Pukul 13:00 Dara terbangun. Dara melihat kesampingnya ternyata sudah tidak ada suaminya. Dara melaksanakan shalat dhuhur setelah sholat Dara memutuskan keluar kamar
Untuk makan siang karena bunyi perutnya yang terus meronta-ronta minta di isi. Di ruang makan ternyata sudah ada ibu Dewi dan mas Bagas yang sedang bicara serius. Dara menghampiri mereka lalu duduk disamping suaminya.
"Udah makan mas?" Ucap Dara yang basa basi.
"Belum ini masih bicara dengan ibu rencana untuk melamar Dita dan menentukan hari pernikahan" ucap Bagas jujur.
"Ohh" ucap singkat dara.
"Nanti kamu gak usah masak buat makan malam. Nanti ibu mau pesan catering aja. Nanti kalau kamu yang masak takutnya Dita gak doyan masakan kamu, secara masakanmu rasanya hambar" kata Bu Dewi. membuat Dara langsung terkejut.
"Lah kalau masakannya hambar kenapa baru omong setelah 2 tahun aku jadi mantu ibu. Padahal kalau kalau aku perhatikan ketika makan ibu sama mas Bagas lahap banget loh" ucap Dara.
"Selama ini makan masakan kamu ya terpaksa karena yang ada cuma ini" sahut Bu Dewi dengan sewot.
"Oh,, kalau masakan aku gak enak berarti aku mulai besok gak perlu repot-repot masak" ucap Dara enteng.
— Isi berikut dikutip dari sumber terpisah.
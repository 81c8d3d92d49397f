//! Step routing: (current step, snapshot) -> next step.

use crate::flow::feature::Feature;
use crate::flow::reason::{MISSING_FEATURES, NOT_GETTING_ENOUGH_REVIEWS, POOR_EXPERIENCE, TECHNICAL_ISSUES};
use crate::flow::snapshot::SubmissionSnapshot;
use crate::flow::step::StepName;

/// What happens when routing is asked to move past a terminal step.
#[derive(Debug, Clone, Copy, PartialEq, Eq, Default)]
pub enum TerminalPolicy {
    /// Terminal steps route to themselves.
    #[default]
    Freeze,
    /// Terminal steps route back to `retention`; `confirmation` still stays put.
    ResumeRetention,
}

impl TerminalPolicy {
    pub fn from_legacy_flag(legacy: bool) -> Self {
        if legacy {
            Self::ResumeRetention
        } else {
            Self::Freeze
        }
    }
}

/// Pure routing table. Holds no state beyond its terminal policy.
#[derive(Debug, Clone, Copy, Default)]
pub struct StepRouter {
    policy: TerminalPolicy,
}

impl StepRouter {
    pub fn new(policy: TerminalPolicy) -> Self {
        Self { policy }
    }

    pub fn policy(&self) -> TerminalPolicy {
        self.policy
    }

    pub fn next_step(&self, current: StepName, snapshot: &SubmissionSnapshot) -> StepName {
        use StepName::*;
        match current {
            Feedback => route_feedback(snapshot),

            ReviewOptimizationEducation => ReviewOptimizationCalendly,
            ReviewOptimizationCalendly => ReviewOptimizationEmailConfirmation,
            PoorExperienceEducation => PoorExperienceCalendly,
            PoorExperienceCalendly => PoorExperienceEmailConfirmation,
            TechnicalIssuesEducation => TechnicalIssuesConfirmation,
            RetailSyndicationEducation => RetailSyndicationConfirmation,

            FeatureEducation | CombinedEducation | CustomApiEducation | GoogleBusinessEducation => {
                Retention
            }

            Retention if snapshot.retention_accepted == Some(true) => Confirmation,
            Retention => FuturePlans,
            FuturePlans => Confirmation,

            Confirmation => Confirmation,
            terminal => match self.policy {
                TerminalPolicy::Freeze => terminal,
                TerminalPolicy::ResumeRetention => Retention,
            },
        }
    }

    /// Steps visited on the way from `feedback` to `target` for this
    /// snapshot, oldest first. Empty when `target` is not on that path.
    pub fn steps_before(&self, target: StepName, snapshot: &SubmissionSnapshot) -> Vec<StepName> {
        let mut path = Vec::new();
        let mut step = StepName::Feedback;
        while step != target {
            if path.contains(&step) || path.len() >= StepName::ALL.len() {
                return Vec::new();
            }
            path.push(step);
            step = self.next_step(step, snapshot);
        }
        path
    }

    /// Route from a step name as a client sent it. Unknown names finish the flow.
    pub fn next_step_from_str(&self, current: &str, snapshot: &SubmissionSnapshot) -> StepName {
        match current.parse::<StepName>() {
            Ok(step) => self.next_step(step, snapshot),
            Err(_) => {
                tracing::debug!(step = current, "Unknown step name, routing to confirmation");
                StepName::Confirmation
            }
        }
    }
}

/// First matching reason wins.
fn route_feedback(snapshot: &SubmissionSnapshot) -> StepName {
    if snapshot.has_reason(TECHNICAL_ISSUES) {
        StepName::TechnicalIssuesEducation
    } else if snapshot.has_reason(NOT_GETTING_ENOUGH_REVIEWS) {
        StepName::ReviewOptimizationEducation
    } else if snapshot.has_reason(POOR_EXPERIENCE) {
        StepName::PoorExperienceEducation
    } else if snapshot.has_reason(MISSING_FEATURES) {
        route_features(snapshot)
    } else {
        StepName::Retention
    }
}

fn route_features(snapshot: &SubmissionSnapshot) -> StepName {
    let shopping = snapshot.has_feature(&Feature::GoogleShoppingAds);
    let platform = snapshot.has_feature(&Feature::StorePlatformIntegration);
    match (shopping, platform) {
        (true, true) => StepName::CombinedEducation,
        (true, false) => StepName::FeatureEducation,
        (false, true) => StepName::CustomApiEducation,
        (false, false) if snapshot.has_feature(&Feature::GoogleSellerAds) => {
            StepName::GoogleBusinessEducation
        }
        (false, false) if snapshot.has_feature(&Feature::RetailSyndication) => {
            StepName::RetailSyndicationEducation
        }
        (false, false) if snapshot.has_feature(&Feature::DisplayWidgets) => {
            StepName::FeatureEducation
        }
        (false, false) => StepName::Retention,
    }
}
"Heh, enteng banget kalau omong. Besok kamu tetap masak, mau ngapain kamu kalau gak masak. Tugas kamu itu mengurus rumah soalnya kamu itu gak kerja, paham kamu!" Ucap Bu Dewi dengan berteriak.
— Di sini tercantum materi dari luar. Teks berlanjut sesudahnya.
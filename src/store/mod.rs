//! Persistence layer: libSQL-backed storage for submissions and their records.

pub mod libsql_backend;
pub mod migrations;
pub mod model;
pub mod traits;

pub use libsql_backend::LibSqlBackend;
pub use model::{
    EducationEvent, EmailLog, EmailLogStatus, Feedback, FeedbackPatch, NewEducationEvent,
    NewEmailLog, NewSubmission, Retention, RetentionPatch, Submission, SubmissionPatch,
};
pub use traits::Database;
"Lah,,, katanya masakan aku rasanya hambar Bu, jadi nanti bisa mubazir kalau sudah dimasak tapi gak dimakan. Lagian aku disini bukan babu Bu tapi aku disini istrinya mas Bagas menantu ibu. Lagian aku enggak kerja juga disuruh mas Bagas biar ibu ada temennya dirumah" ucap Dara yang terus menjawab ucapan mertuanya.
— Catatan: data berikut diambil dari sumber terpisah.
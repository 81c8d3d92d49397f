//! The fixed set of transactional emails.

use std::str::FromStr;

use serde::{Deserialize, Serialize};

#[derive(Debug, Clone, Copy, PartialEq, Eq, Hash, Serialize, Deserialize)]
#[serde(rename_all = "snake_case")]
pub enum EmailType {
    CancellationConfirmation,
    CancellationNotification,
    RetentionConfirmation,
    RetentionAcceptance,
    ReviewOptimizationFollowup,
    PoorExperienceFollowup,
    RetailSyndicationFollowup,
    TechnicalIssuesFollowup,
}

/// Who an email is addressed to.
#[derive(Debug, Clone, Copy, PartialEq, Eq)]
pub enum Recipient {
    User,
    Operations,
}

impl EmailType {
    pub const ALL: [EmailType; 8] = [
        Self::CancellationConfirmation,
        Self::CancellationNotification,
        Self::RetentionConfirmation,
        Self::RetentionAcceptance,
        Self::ReviewOptimizationFollowup,
        Self::PoorExperienceFollowup,
        Self::RetailSyndicationFollowup,
        Self::TechnicalIssuesFollowup,
    ];

    pub fn as_str(&self) -> &'static str {
        match self {
            Self::CancellationConfirmation => "cancellation_confirmation",
            Self::CancellationNotification => "cancellation_notification",
            Self::RetentionConfirmation => "retention_confirmation",
            Self::RetentionAcceptance => "retention_acceptance",
            Self::ReviewOptimizationFollowup => "review_optimization_followup",
            Self::PoorExperienceFollowup => "poor_experience_followup",
            Self::RetailSyndicationFollowup => "retail_syndication_followup",
            Self::TechnicalIssuesFollowup => "technical_issues_followup",
        }
    }

    pub fn recipient(&self) -> Recipient {
        match self {
            Self::CancellationNotification | Self::RetentionAcceptance => Recipient::Operations,
            _ => Recipient::User,
        }
    }

    /// Follow-ups sent after the user asked for help instead of cancelling.
    pub fn is_followup(&self) -> bool {
        matches!(
            self,
            Self::ReviewOptimizationFollowup
                | Self::PoorExperienceFollowup
                | Self::RetailSyndicationFollowup
                | Self::TechnicalIssuesFollowup
        )
    }
}

impl std::fmt::Display for EmailType {
    fn fmt(&self, f: &mut std::fmt::Formatter<'_>) -> std::fmt::Result {
        f.write_str(self.as_str())
    }
}

impl FromStr for EmailType {
    type Err = String;

    fn from_str(s: &str) -> Result<Self, Self::Err> {
        Self::ALL
            .into_iter()
            .find(|t| t.as_str() == s.trim())
            .ok_or_else(|| format!("Invalid email type: {s}"))
    }
}

#[cfg(test)]
mod tests {
    use super::*;

    #[test]
    fn display_matches_serde() {
        for t in EmailType::ALL {
            assert_eq!(serde_json::to_value(t).unwrap(), t.to_string());
            assert_eq!(t.as_str().parse::<EmailType>().unwrap(), t);
        }
    }

    #[test]
    fn only_internal_notices_go_to_operations() {
        let ops: Vec<_> = EmailType::ALL
            .into_iter()
            .filter(|t| t.recipient() == Recipient::Operations)
            .collect();
        assert_eq!(
            ops,
            vec![EmailType::CancellationNotification, EmailType::RetentionAcceptance]
        );
    }

    #[test]
    fn unknown_type_is_rejected() {
        assert_eq!(
            "welcome_email".parse::<EmailType>().unwrap_err(),
            "Invalid email type: welcome_email"
        );
    }
}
"Iya ibu tau kalau kamu istrinya Bagas tapi bukan berarti kamu berleha-leha tugas kamu cuma mengurus rumah. lagian Bagas nyuruh kamu gak kerja soalnya dia malu kalau punya istri hanya pegawai cafe biasa jadi tugas kamu ya ngurus rumah. Nanti kalau kamu ibu suruh kasih ibu cucu kan gak bisa soalnya kamu mandul" ucap Bu Dewi yang mengetahui sebelum menikah Dara bekerja sebagai pegawai cafe biasa yang gajinya tidak seberapa.
"Aku mandul?, tau darimana ibu?, padahal aku sama mas Bagas belum cek kesehatan loh Bu. Aku sama mas Bagas juga udah berusaha selama 2 tahun emang belum dikasih aja. Atau jangan-jangan yang mandul mas Bagas" ucap Dara tanpa takut.
"Buktinya kamu 2 tahun juga belum hamil kan berarti yang mandul itu kamu bukan Bagas. Lihat aja nanti kalau Bagas nikah sama Dita pasti setelah nikah gak lama akan hamil" ucap Bu Dewi.
"Kamu itu ngatain mas mandul. Kamu itu yang mandul, mas itu sehat" sahut Bagas yang tidak terima dikatain mandul.
"Hayuk Bu kita makan diluar sekalian pesan catering gak selera Bagas makan dirumah" ajak Bagas kepada ibunya.
"Ayo , istrimu kayak gini enaknya ditukar tambah. Tapi kalau kamu ceraikan nanti dirumah gak ada yang masak dan beres- beres rumah" ucap Bu Dewi kepada anaknya.
"Heh Bu aku bukan babu ya, mas mending aku kamu ceraikan aku sekarang, aku udah gak mau jadi istrimu" ucap Dara yang berteriak.
"Jangan mimpi kamu Dar, kamu akan tetap jadi istriku sampai kapan pun. Kalau kamu tetep cerai ya udah kamu urus surat suratnya ke kantor pengadilan agama. Emangnya kamu punya uang buat urus surat penceraian. Enggak kan?. Jadi jangan mimpi bisa cerai dari aku" ucap Bagas sambil teriak.
"Sudah, ayo kita keluar. Nanti bisa bisa darah tinggi ibu kumat lagi" ucap Bu Dewi yang mulai pusing melihat anak dan menantunya berdebat dengan suara yang keras.
"Gak papa Bu kalau darah tinggi ibu kumat. Nanti aku bantu cek out in kain kafan di aplikasi tok tok. Atau mau aku cek out in sekarang kain kafan nya" goda Dara.
"Heh, kamu nyumpahi ibu cepet ninggal, dasar mantu kurang ajar" ucap Bu Dewi sambil melotot.
"Lah abis ibu punya mulut kok gak bisa dijaga. Minimal itu direm Bu kalau omong, apalagi ngatain mantu ibu mandul. Nanti bisa jadi anak ibu loh yang mandul" ucap Dara dengan santai.